Spermine Guards Diabetic Cardiomyocytes against Ferroptosis by Inhibiting TXNIP
摘要
Background: Ferroptosis is a novel form of nonapoptotic regulatory cell death that is involved in the pathogenesis of diabetic complications, including diabetic cardiomyopathy (DCM). Recent studies have shown that spermine (SPM) may have a protective effect against hyperglycemia in mammals. However, it is still unclear whether SPM can negatively regulate ferroptosis in diabetic mice.Methods: We investigated the effects of SPM on ferroptosis in diabetic mice induced by streptozotocin (STZ) in vivo, as well as its impact on high glucose (HG)-stimulated HL-1 cardiomyocytes injury in vitro. We used various methods to evaluate cardiomyocyte ferroptosis injury and the effects of SPM, including echocardiographic analysis, electron microscopy, serum-related markers, immunohistochemistry, immunofluorescence, and immunoblotting.
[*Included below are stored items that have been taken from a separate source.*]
// =============================================================================
// Unit Tests
// =============================================================================

#[cfg(test)]
mod tests {
    use super::*;

    fn today() -> NaiveDate {
        NaiveDate::from_ymd_opt(2024, 6, 15).unwrap()
    }

    fn valid_form() -> BillFormData {
        BillFormData {
            amount: "1299.50".into(),
            date: "2024-06-14".into(),
            merchant: "Fresh Mart".into(),
            bill_number: "INV-2024-001".into(),
            notes: "Weekly groceries".into(),
        }
    }

    #[test]
    fn test_validate_amount_bounds() {
        assert_eq!(validate_amount("1000").unwrap(), Money::from_cents(100_000));
        assert_eq!(validate_amount("1").unwrap(), Money::from_cents(100));
        assert_eq!(
            validate_amount("1000000").unwrap(),
            Money::from_cents(100_000_000)
        );

        assert_eq!(
            validate_amount("0.5").unwrap_err().to_string(),
            "Amount must be at least 1.00"
        );
        assert_eq!(
            validate_amount("1000000.01").unwrap_err().to_string(),
            "Amount cannot exceed 1000000.00"
        );
        assert!(matches!(
            validate_amount("-20"),
            Err(ValidationError::BelowMinimum { .. })
        ));
    }

    #[test]
    fn test_validate_amount_format() {
        assert_eq!(
            validate_amount("").unwrap_err().to_string(),
            "Amount is required"
        );
        assert_eq!(
            validate_amount("12abc").unwrap_err().to_string(),
            "Amount must be a valid number"
        );
        assert_eq!(
            validate_amount("12.345").unwrap_err().to_string(),
            "Amount can have at most 2 decimal places"
        );
        assert!(matches!(
            validate_amount("123456789012345678901234"),
            Err(ValidationError::AboveMaximum { .. })
        ));
    }

    #[test]
    fn test_validate_amount_value() {
        assert_eq!(validate_amount_value(12.5).unwrap().cents(), 1250);
        assert_eq!(validate_amount_value(1000.0).unwrap().cents(), 100_000);
        assert!(validate_amount_value(f64::NAN).is_err());
        assert!(validate_amount_value(f64::INFINITY).is_err());
        assert!(validate_amount_value(10.123).is_err());
    }

    #[test]
    fn test_validate_bill_date_window() {
        let today = today();
        assert_eq!(validate_bill_date(Some(today), today).unwrap(), today);

        let tomorrow = today.succ_opt().unwrap();
        assert_eq!(
            validate_bill_date(Some(tomorrow), today)
                .unwrap_err()
                .to_string(),
            "Bill date cannot be in the future"
        );

        let thirty = today - chrono::Duration::days(30);
        assert!(validate_bill_date(Some(thirty), today).is_ok());

        let thirty_one = today - chrono::Duration::days(31);
        assert_eq!(
            validate_bill_date(Some(thirty_one), today)
                .unwrap_err()
                .to_string(),
            "Bill date cannot be older than 30 days"
        );

        assert!(matches!(
            validate_bill_date(None, today),
            Err(ValidationError::Required { .. })
        ));
    }

    #[test]
    fn test_validate_bill_date_str_formats() {
        let today = today();
        assert_eq!(
            validate_bill_date_str(" 2024-06-10 ", today).unwrap(),
            NaiveDate::from_ymd_opt(2024, 6, 10).unwrap()
        );
        assert_eq!(
            validate_bill_date_str("2024-06-10T18:30:00Z", today).unwrap(),
            NaiveDate::from_ymd_opt(2024, 6, 10).unwrap()
        );
        assert!(matches!(
            validate_bill_date_str("yesterday", today),
            Err(ValidationError::InvalidFormat { .. })
        ));
        assert!(matches!(
            validate_bill_date_str("", today),
            Err(ValidationError::Required { .. })
        ));
    }

    #[test]
    fn test_validate_merchant() {
        assert_eq!(validate_merchant("  Fresh Mart ").unwrap(), "Fresh Mart");
        assert!(matches!(
            validate_merchant("A"),
            Err(ValidationError::TooShort { min: 2, .. })
        ));
        assert!(validate_merchant(&"M".repeat(100)).is_ok());
        assert!(validate_merchant(&"M".repeat(101)).is_err());
        // Lengths count characters, not bytes
        assert!(validate_merchant("मॉल").is_ok());
        assert_eq!(
            validate_merchant("   ").unwrap_err().to_string(),
            "Merchant name is required"
        );
    }

    #[test]
    fn test_validate_bill_number() {
        assert_eq!(validate_bill_number("").unwrap(), None);
        assert_eq!(validate_bill_number("   ").unwrap(), None);
        assert_eq!(
            validate_bill_number("INV-2024-001").unwrap().as_deref(),
            Some("INV-2024-001")
        );
        assert!(validate_bill_number("A/B_C").is_ok());
        assert!(matches!(
            validate_bill_number("AB"),
            Err(ValidationError::TooShort { .. })
        ));
        assert!(matches!(
            validate_bill_number(&"9".repeat(51)),
            Err(ValidationError::TooLong { .. })
        ));
        assert!(matches!(
            validate_bill_number("INV#2024"),
            Err(ValidationError::InvalidFormat { .. })
        ));
    }

    #[test]
    fn test_validate_notes() {
        assert_eq!(validate_notes("").unwrap(), None);
        assert_eq!(validate_notes(" ok ").unwrap().as_deref(), Some("ok"));
        assert!(validate_notes(&"n".repeat(500)).is_ok());
        assert!(validate_notes(&"n".repeat(501)).is_err());
    }

    #[test]
    fn test_validate_bill_form_valid() {
        let result = validate_bill_form(&valid_form(), today());
        assert!(result.is_valid);
        assert!(result.errors.is_empty());
        assert_eq!(result.values.amount, Some(Money::from_cents(129_950)));
        assert_eq!(result.values.merchant.as_deref(), Some("Fresh Mart"));
        assert_eq!(result.values.notes.as_deref(), Some("Weekly groceries"));
    }

    #[test]
    fn test_validate_bill_form_reports_all_errors() {
        let form = BillFormData {
            amount: "0.10".into(),
            date: "2024-07-01".into(),
            ..valid_form()
        };
        let result = validate_bill_form(&form, today());

        assert!(!result.is_valid);
        assert_eq!(result.errors.count(), 2);
        assert_eq!(
            result.errors.amount.as_deref(),
            Some("Amount must be at least 1.00")
        );
        assert_eq!(
            result.errors.date.as_deref(),
            Some("Bill date cannot be in the future")
        );
        // Fields that passed still carry their values
        assert_eq!(result.values.merchant.as_deref(), Some("Fresh Mart"));
        assert!(result.values.amount.is_none());
    }

    #[test]
    fn test_validate_bill_form_empty() {
        let result = validate_bill_form(&BillFormData::default(), today());
        assert!(!result.is_valid);
        assert_eq!(result.errors.count(), 3);
        assert!(result.errors.bill_number.is_none());
        assert!(result.errors.notes.is_none());
    }

    #[test]
    fn test_validators_are_idempotent() {
        let form = BillFormData {
            amount: "abc".into(),
            ..valid_form()
        };
        assert_eq!(
            validate_bill_form(&form, today()),
            validate_bill_form(&form, today())
        );
        assert_eq!(validate_amount("99.9"), validate_amount("99.9"));
    }

    #[test]
    fn test_cart_validators() {
        assert!(validate_quantity(1).is_ok());
        assert!(validate_quantity(999).is_ok());
        assert!(validate_quantity(0).is_err());
        assert!(validate_quantity(1000).is_err());

        assert_eq!(validate_product_id(" sku_42 ").unwrap(), "sku_42");
        assert!(validate_product_id("a/b").is_err());
        assert!(validate_product_id("").is_err());

        assert_eq!(validate_coupon_code("save10").unwrap(), "SAVE10");
        assert!(validate_coupon_code("AB").is_err());
        assert!(validate_coupon_code("SAVE-10").is_err());
    }

    #[test]
    fn test_search_and_rate() {
        assert_eq!(validate_search_query("  rice ").unwrap(), "rice");
        assert!(validate_search_query(&"q".repeat(101)).is_err());
        assert!(validate_cashback_rate_bps(10000).is_ok());
        assert!(validate_cashback_rate_bps(10001).is_err());
    }
}
//! # Session Command
//!
//! Prints the session snapshot. The token itself is never printed.

use chrono::{DateTime, Utc};
use serde::Serialize;

use rewardcart_core::session::{Region, SessionState, UserProfile};

use crate::error::CliResult;
use crate::state::AppState;

#[derive(Debug, Clone, Serialize)]
#[serde(rename_all = "camelCase")]
pub struct SessionDto {
    pub signed_in: bool,
    pub user_id: Option<String>,
    pub expires_at: Option<DateTime<Utc>>,
    pub expired: bool,
    pub profile: Option<UserProfile>,
    pub region: Region,
    pub wallet_balance: String,
}

impl SessionDto {
    pub fn from_state(state: &SessionState, now: DateTime<Utc>) -> Self {
        SessionDto {
            signed_in: state.is_signed_in(),
            user_id: state.auth.as_ref().map(|a| a.user_id.clone()),
            expires_at: state.auth.as_ref().and_then(|a| a.expires_at),
            expired: state.auth.as_ref().is_some_and(|a| a.is_expired(now)),
            profile: state.profile.clone(),
            region: state.region.clone(),
            wallet_balance: state.region.format(state.wallet_balance()),
        }
    }
}

pub fn run(state: &AppState) -> CliResult<SessionDto> {
    Ok(SessionDto::from_state(&state.session.snapshot(), Utc::now()))
}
We also explored the effect of thioredoxin-interacting protein (TXNIP) on SPM in regulating the ferroptosis in HG-induced HL-1 cells through TXNIP siRNA transfection. Results: Mice induced with STZ showed a significant increase in blood glucose, food, and water intake (p < 0.05), but decreased body weight and weakened cardiac p < 0.05). The level changes of superoxide dismutase (SOD), catalase (CAT), malondialdehyde (MDA), glutathione peroxidase (GSH-Px), iron (Fe2+), lipid reactive oxygen species (ROS) production as well as the expression of ferroptosis marker proteins (acyl-CoA synthetase long-chain family 4 (ACSL4), glutathione peroxidase 4 (GPX4), and solute carrier family 7 member 11 (SLC7A11)) and redox-related protein (TXNIP, nuclear factor erythroid 2-related factor 2 (NRF2), and heme oxygenase 1 (HO-1)) verified that diabetes or HG level aggravated lipid peroxidation, iron overloading and oxidative damage, thereby leading to ferroptosis in cardiomyocytes (p < 0.05). However, SPM treatment or interference with TXNIP expression significantly ameliorated cardiac injury in DCM mice caused by ferroptosis and HG-induced injury in cardiomyocytes.Conclusions: In general, these findings suggest that SPM can be used to prevent DCM by inhibiting the TXNIP-ferroptosis signaling loop. This treatment strategy is brand-new and potentially effective for DCM.